(Stored data)
★ ★ ★ ★

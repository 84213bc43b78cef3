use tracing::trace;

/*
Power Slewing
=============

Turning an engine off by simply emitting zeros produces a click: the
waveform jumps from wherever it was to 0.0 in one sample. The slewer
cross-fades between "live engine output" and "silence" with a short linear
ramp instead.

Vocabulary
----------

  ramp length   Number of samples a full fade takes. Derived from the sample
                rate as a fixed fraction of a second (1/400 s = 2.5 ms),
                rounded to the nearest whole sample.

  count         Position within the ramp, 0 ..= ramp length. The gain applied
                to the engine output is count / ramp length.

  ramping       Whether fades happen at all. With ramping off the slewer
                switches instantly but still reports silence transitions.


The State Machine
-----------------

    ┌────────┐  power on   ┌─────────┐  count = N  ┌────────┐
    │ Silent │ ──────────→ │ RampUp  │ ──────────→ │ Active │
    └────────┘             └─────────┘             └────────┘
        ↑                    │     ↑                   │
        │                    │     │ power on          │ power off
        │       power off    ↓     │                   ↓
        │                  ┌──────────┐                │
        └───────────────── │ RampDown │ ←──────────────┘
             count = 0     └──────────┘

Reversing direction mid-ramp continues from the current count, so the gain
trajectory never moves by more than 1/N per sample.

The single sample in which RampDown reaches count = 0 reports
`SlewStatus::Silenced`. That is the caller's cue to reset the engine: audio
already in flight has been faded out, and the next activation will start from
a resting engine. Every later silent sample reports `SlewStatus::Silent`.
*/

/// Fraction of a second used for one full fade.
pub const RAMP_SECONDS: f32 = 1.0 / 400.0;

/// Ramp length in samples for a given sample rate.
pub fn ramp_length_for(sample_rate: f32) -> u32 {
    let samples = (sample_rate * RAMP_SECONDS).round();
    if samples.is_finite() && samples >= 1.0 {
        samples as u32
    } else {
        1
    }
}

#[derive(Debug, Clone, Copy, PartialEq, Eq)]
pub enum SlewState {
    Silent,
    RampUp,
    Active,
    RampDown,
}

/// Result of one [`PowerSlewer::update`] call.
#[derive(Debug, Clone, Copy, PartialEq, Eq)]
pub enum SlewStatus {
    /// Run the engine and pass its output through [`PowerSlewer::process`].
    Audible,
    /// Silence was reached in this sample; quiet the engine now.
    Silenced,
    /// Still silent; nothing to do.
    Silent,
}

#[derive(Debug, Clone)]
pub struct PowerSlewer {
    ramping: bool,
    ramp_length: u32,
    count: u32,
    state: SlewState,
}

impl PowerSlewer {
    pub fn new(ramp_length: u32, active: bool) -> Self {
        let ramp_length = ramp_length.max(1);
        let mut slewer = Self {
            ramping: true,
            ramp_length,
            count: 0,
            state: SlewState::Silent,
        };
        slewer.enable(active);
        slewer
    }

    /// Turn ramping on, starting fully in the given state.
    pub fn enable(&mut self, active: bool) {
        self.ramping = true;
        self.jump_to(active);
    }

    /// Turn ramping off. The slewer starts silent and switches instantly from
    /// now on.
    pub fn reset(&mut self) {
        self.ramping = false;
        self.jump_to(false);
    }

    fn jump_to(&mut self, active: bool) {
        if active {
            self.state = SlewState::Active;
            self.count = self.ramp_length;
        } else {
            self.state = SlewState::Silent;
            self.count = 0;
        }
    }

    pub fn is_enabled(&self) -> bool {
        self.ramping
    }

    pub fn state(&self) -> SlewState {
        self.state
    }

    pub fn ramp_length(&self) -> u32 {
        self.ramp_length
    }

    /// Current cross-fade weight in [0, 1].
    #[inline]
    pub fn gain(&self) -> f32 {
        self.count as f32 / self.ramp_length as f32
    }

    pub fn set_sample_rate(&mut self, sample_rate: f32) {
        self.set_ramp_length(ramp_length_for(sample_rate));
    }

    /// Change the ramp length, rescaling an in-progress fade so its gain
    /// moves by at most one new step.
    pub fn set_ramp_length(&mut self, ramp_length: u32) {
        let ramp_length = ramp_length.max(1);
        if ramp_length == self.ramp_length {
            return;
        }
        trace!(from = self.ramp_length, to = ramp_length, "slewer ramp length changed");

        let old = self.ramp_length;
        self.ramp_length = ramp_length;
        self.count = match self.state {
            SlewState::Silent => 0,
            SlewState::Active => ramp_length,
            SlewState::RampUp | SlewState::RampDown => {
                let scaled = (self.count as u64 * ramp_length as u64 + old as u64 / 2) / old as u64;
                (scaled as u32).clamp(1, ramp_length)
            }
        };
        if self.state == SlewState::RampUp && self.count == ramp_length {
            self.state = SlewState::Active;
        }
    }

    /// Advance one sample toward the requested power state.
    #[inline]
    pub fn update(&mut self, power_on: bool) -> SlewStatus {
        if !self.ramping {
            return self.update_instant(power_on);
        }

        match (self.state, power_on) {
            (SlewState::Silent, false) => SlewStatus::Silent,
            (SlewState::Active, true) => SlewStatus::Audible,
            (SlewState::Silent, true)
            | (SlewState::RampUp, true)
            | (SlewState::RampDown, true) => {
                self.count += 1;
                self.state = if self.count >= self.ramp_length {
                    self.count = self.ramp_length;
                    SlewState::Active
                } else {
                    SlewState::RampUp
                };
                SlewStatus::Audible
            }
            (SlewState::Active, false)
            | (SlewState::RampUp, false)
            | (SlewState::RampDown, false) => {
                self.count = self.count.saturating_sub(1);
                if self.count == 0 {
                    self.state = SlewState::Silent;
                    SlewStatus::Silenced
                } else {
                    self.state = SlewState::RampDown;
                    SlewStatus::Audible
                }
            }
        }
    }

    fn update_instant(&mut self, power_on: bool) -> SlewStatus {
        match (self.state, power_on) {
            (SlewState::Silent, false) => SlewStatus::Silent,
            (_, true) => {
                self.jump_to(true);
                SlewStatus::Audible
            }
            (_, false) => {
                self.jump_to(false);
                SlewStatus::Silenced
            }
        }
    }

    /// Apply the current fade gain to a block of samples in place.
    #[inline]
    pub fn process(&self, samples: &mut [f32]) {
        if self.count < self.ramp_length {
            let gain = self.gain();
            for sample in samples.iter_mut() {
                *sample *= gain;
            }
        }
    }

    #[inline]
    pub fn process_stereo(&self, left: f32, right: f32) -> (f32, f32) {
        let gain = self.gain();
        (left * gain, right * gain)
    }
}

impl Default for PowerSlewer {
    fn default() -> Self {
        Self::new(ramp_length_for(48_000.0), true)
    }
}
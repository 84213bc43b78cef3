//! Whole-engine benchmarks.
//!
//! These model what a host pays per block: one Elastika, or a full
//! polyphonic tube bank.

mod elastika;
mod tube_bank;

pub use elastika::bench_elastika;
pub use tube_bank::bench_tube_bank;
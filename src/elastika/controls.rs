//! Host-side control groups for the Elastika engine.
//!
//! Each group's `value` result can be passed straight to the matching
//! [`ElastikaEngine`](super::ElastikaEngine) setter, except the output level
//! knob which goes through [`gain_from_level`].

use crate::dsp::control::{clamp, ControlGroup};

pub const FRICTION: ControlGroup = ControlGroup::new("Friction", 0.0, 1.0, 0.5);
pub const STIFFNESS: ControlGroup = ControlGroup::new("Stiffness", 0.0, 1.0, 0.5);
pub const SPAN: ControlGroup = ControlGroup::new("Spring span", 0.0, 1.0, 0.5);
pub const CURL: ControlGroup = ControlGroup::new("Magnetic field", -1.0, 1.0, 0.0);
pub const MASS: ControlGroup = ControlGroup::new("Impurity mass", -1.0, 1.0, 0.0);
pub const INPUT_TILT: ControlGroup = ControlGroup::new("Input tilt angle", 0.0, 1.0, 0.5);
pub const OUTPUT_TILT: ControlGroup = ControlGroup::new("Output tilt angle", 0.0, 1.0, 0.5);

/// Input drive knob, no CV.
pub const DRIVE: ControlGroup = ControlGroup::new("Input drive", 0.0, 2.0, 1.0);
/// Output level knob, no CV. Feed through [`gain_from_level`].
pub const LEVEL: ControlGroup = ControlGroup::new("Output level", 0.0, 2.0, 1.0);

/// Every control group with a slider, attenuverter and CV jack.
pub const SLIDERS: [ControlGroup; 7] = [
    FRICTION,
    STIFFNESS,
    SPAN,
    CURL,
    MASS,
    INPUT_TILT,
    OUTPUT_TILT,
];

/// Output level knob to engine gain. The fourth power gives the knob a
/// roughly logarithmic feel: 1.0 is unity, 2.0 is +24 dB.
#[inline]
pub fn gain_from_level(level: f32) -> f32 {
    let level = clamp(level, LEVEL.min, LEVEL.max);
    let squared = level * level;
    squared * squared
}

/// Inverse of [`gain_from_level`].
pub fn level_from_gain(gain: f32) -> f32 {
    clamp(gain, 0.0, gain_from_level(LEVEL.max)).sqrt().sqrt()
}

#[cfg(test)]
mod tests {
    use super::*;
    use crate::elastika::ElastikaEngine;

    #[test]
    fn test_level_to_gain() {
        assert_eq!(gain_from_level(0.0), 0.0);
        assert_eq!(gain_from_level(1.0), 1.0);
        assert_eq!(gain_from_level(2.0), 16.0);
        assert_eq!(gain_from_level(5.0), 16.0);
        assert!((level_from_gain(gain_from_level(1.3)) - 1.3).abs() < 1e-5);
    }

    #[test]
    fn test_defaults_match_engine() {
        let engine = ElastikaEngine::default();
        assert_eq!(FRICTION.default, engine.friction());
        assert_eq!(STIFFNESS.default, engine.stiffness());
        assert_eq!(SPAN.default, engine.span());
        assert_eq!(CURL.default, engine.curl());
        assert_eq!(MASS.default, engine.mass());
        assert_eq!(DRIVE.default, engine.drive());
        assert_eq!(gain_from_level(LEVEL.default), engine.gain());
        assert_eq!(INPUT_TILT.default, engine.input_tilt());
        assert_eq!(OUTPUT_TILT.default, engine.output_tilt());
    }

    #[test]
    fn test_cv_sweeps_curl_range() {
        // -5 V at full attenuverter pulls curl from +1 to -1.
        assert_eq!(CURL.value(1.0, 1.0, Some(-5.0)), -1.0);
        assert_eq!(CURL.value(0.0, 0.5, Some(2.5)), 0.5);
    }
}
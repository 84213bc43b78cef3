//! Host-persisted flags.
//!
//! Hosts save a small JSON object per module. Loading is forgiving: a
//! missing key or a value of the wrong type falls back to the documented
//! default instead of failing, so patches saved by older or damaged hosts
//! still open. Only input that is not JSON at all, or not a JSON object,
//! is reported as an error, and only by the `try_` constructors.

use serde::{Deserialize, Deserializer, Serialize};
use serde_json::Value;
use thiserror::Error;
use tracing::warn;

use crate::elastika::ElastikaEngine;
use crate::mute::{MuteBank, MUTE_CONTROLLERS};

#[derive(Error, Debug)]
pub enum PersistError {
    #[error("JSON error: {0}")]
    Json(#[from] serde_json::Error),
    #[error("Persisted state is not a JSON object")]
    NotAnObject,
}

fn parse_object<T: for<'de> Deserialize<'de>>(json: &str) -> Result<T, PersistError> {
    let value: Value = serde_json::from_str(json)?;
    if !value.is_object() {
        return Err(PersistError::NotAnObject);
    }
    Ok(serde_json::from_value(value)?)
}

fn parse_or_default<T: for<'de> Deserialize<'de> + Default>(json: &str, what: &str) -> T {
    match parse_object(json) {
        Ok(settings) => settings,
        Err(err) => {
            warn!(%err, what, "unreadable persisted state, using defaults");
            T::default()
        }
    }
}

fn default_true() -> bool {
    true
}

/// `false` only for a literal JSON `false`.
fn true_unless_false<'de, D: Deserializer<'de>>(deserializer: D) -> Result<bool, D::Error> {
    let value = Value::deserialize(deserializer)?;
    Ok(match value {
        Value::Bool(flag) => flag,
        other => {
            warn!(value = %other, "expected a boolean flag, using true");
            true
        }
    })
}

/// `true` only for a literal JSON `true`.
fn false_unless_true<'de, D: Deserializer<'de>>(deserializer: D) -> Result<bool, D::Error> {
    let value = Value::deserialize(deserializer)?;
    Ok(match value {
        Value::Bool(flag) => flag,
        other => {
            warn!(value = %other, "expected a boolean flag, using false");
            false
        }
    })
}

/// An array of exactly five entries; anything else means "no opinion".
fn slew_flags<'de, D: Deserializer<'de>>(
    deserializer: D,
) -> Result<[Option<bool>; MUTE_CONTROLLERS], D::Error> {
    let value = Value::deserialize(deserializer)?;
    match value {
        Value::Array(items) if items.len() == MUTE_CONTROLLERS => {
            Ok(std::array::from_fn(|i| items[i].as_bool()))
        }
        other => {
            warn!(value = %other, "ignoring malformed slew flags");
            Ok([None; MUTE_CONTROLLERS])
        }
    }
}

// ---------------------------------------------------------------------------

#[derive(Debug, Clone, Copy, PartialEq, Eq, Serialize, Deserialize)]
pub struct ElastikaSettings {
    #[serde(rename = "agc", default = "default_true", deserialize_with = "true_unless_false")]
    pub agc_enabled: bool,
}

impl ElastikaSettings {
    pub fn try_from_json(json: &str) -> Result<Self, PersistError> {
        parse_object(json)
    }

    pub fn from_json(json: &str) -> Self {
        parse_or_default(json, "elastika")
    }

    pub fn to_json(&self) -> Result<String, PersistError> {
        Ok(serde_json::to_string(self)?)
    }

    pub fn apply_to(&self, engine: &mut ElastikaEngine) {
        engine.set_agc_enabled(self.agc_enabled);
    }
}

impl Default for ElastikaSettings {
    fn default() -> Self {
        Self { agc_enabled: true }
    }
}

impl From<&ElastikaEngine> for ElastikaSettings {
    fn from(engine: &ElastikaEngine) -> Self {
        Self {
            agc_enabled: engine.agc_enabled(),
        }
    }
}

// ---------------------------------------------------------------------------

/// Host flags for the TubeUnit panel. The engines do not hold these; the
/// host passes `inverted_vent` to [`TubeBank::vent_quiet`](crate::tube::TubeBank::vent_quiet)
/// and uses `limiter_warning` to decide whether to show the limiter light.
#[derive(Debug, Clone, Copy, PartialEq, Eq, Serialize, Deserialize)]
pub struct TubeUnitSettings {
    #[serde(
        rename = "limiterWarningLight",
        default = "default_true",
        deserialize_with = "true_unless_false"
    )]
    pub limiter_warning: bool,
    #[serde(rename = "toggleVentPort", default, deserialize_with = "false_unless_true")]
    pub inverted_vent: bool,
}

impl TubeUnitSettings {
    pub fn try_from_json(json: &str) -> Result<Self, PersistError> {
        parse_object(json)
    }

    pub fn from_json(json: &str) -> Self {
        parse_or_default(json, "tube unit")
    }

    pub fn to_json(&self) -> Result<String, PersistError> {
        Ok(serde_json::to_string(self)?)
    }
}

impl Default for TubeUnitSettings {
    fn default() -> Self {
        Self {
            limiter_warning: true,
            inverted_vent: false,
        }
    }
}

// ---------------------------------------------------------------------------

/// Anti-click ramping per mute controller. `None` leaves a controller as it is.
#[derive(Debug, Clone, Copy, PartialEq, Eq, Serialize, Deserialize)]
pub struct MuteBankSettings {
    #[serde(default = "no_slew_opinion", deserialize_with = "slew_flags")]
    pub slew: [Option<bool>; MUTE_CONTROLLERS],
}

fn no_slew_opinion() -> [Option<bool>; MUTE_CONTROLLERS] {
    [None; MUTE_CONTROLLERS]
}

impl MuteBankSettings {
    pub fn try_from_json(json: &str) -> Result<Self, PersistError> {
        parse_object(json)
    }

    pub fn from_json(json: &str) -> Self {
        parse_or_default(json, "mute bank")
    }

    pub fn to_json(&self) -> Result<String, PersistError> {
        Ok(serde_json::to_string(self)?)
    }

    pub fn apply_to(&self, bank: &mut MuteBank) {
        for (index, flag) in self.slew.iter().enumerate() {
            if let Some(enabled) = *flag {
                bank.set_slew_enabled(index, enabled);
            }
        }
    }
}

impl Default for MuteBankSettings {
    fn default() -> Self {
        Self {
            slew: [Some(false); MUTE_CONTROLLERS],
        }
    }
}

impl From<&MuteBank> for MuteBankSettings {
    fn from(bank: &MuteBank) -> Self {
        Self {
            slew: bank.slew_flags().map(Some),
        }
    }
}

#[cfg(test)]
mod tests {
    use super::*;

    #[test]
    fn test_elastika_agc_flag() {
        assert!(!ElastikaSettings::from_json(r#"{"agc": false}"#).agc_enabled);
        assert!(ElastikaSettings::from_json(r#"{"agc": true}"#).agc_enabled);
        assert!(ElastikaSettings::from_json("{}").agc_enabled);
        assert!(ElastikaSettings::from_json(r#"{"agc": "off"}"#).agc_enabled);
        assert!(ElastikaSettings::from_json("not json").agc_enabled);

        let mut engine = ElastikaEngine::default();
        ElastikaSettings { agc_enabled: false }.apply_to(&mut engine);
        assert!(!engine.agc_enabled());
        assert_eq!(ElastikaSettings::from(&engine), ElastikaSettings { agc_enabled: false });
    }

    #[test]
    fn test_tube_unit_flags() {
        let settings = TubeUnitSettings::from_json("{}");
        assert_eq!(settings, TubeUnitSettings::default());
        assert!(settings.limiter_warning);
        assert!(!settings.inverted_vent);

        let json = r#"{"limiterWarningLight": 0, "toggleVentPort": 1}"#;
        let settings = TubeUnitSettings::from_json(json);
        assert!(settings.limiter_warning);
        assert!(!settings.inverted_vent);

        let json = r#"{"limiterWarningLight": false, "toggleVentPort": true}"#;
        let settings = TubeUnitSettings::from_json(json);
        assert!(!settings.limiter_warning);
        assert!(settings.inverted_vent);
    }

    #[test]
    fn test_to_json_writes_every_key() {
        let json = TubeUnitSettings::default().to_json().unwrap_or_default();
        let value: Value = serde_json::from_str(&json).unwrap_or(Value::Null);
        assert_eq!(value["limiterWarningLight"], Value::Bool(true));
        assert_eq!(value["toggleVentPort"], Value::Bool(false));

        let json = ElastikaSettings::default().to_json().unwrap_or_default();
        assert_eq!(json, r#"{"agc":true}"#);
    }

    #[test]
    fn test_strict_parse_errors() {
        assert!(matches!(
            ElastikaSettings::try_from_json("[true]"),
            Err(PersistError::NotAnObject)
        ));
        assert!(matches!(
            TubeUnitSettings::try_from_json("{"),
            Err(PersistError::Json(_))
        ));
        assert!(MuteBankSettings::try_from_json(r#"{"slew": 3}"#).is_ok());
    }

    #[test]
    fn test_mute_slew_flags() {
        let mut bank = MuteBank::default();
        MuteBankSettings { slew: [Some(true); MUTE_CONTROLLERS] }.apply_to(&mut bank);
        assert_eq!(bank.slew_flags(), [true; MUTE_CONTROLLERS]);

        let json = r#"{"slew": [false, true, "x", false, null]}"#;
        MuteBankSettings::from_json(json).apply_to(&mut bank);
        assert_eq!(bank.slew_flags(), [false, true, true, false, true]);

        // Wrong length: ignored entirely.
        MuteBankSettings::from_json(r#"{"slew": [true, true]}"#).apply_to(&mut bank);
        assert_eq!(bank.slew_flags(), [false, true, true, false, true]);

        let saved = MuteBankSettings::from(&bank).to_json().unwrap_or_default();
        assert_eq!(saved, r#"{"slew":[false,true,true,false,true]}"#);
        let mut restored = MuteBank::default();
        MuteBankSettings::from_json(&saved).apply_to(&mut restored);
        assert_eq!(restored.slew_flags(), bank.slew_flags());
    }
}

★ ★ ★ ★

THE PROBLEM ▸ The answer to this exercise is one number: how many lines of the records above contain the string "attenuverter".

SOLUTION FOR THIS PROBLEM ▸ 2